(Action item): Which lines below contain "iter"? Pull them out.

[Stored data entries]
<<<<
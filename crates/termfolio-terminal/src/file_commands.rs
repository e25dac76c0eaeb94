//! The pretend filesystem: ls, cat, pwd.
//!
//! There is no real filesystem. `cat` maps a closed set of file names onto
//! the profile commands and re-runs them.

use termfolio_types::error::{Result, TermfolioError};

use crate::interpreter::{Command, CommandOutput, Environment};
use crate::markup;

/// The command whose single argument completes from the file namespace.
pub const FILE_COMMAND: &str = "cat";

/// A name `cat` understands.
#[derive(Debug, Clone, Copy)]
pub struct VirtualFile {
    pub name: &'static str,
    /// Registry command whose output is the file's content.
    pub command: &'static str,
    /// Shown by `ls` and offered by tab completion.
    pub listed: bool,
}

pub const FILES: &[VirtualFile] = &[
    VirtualFile {
        name: "about.txt",
        command: "whoami",
        listed: true,
    },
    VirtualFile {
        name: "experience.log",
        command: "experience",
        listed: true,
    },
    VirtualFile {
        name: "skills.json",
        command: "skills",
        listed: true,
    },
    VirtualFile {
        name: "projects/",
        command: "projects",
        listed: true,
    },
    VirtualFile {
        name: "projects",
        command: "projects",
        listed: false,
    },
    VirtualFile {
        name: "contact.sh",
        command: "contact",
        listed: true,
    },
    VirtualFile {
        name: "education.txt",
        command: "education",
        listed: true,
    },
];

/// File names offered by tab completion, in listing order.
pub fn completable_files() -> Vec<String> {
    FILES
        .iter()
        .filter(|f| f.listed)
        .map(|f| f.name.to_string())
        .collect()
}

/// Look up a file by exact name.
pub fn lookup(name: &str) -> Option<&'static VirtualFile> {
    FILES.iter().find(|f| f.name == name)
}

fn listing_class(name: &str) -> &'static str {
    if name.ends_with('/') {
        "blue"
    } else if name.ends_with(".sh") {
        "green"
    } else {
        "cyan"
    }
}

// ---------------------------------------------------------------------------
// ls
// ---------------------------------------------------------------------------

pub(crate) struct LsCmd;
impl Command for LsCmd {
    fn name(&self) -> &str {
        "ls"
    }
    fn description(&self) -> &str {
        "List files in current directory"
    }
    fn execute(&self, _args: &[&str], _env: &Environment<'_>) -> Result<CommandOutput> {
        let listed: Vec<&VirtualFile> = FILES.iter().filter(|f| f.listed).collect();
        let rows: Vec<String> = listed
            .chunks(3)
            .map(|row| {
                let cells: Vec<String> = row
                    .iter()
                    .map(|f| {
                        format!(
                            "<span class=\"{}\">{:<15}</span>",
                            listing_class(f.name),
                            markup::escape_html(f.name)
                        )
                    })
                    .collect();
                markup::line("", cells.join(" ").trim_end())
            })
            .collect();
        Ok(CommandOutput::Markup(rows.join("\n")))
    }
}

// ---------------------------------------------------------------------------
// cat
// ---------------------------------------------------------------------------

pub(crate) struct CatCmd;
impl Command for CatCmd {
    fn name(&self) -> &str {
        FILE_COMMAND
    }
    fn description(&self) -> &str {
        "View file contents"
    }
    fn usage(&self) -> &str {
        "cat <file>"
    }
    fn execute(&self, args: &[&str], env: &Environment<'_>) -> Result<CommandOutput> {
        let Some(&arg) = args.first() else {
            return Err(TermfolioError::MissingOperand {
                command: FILE_COMMAND.to_string(),
            });
        };
        let name = arg.strip_prefix("./").unwrap_or(arg);
        match lookup(name) {
            Some(file) => env.registry.dispatch(file.command, &[], env),
            None => Err(TermfolioError::NoSuchFile {
                command: FILE_COMMAND.to_string(),
                name: name.to_string(),
            }),
        }
    }
}

// ---------------------------------------------------------------------------
// pwd
// ---------------------------------------------------------------------------

pub(crate) struct PwdCmd;
impl Command for PwdCmd {
    fn name(&self) -> &str {
        "pwd"
    }
    fn description(&self) -> &str {
        "Print working directory"
    }
    fn execute(&self, _args: &[&str], env: &Environment<'_>) -> Result<CommandOutput> {
        Ok(CommandOutput::Markup(markup::text_line("", env.cwd)))
    }
}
>>>>
(Exercise solution):
        .iter()
    FILES.iter().find(|f| f.name == name)
        let listed: Vec<&VirtualFile> = FILES.iter().filter(|f| f.listed).collect();
                    .iter()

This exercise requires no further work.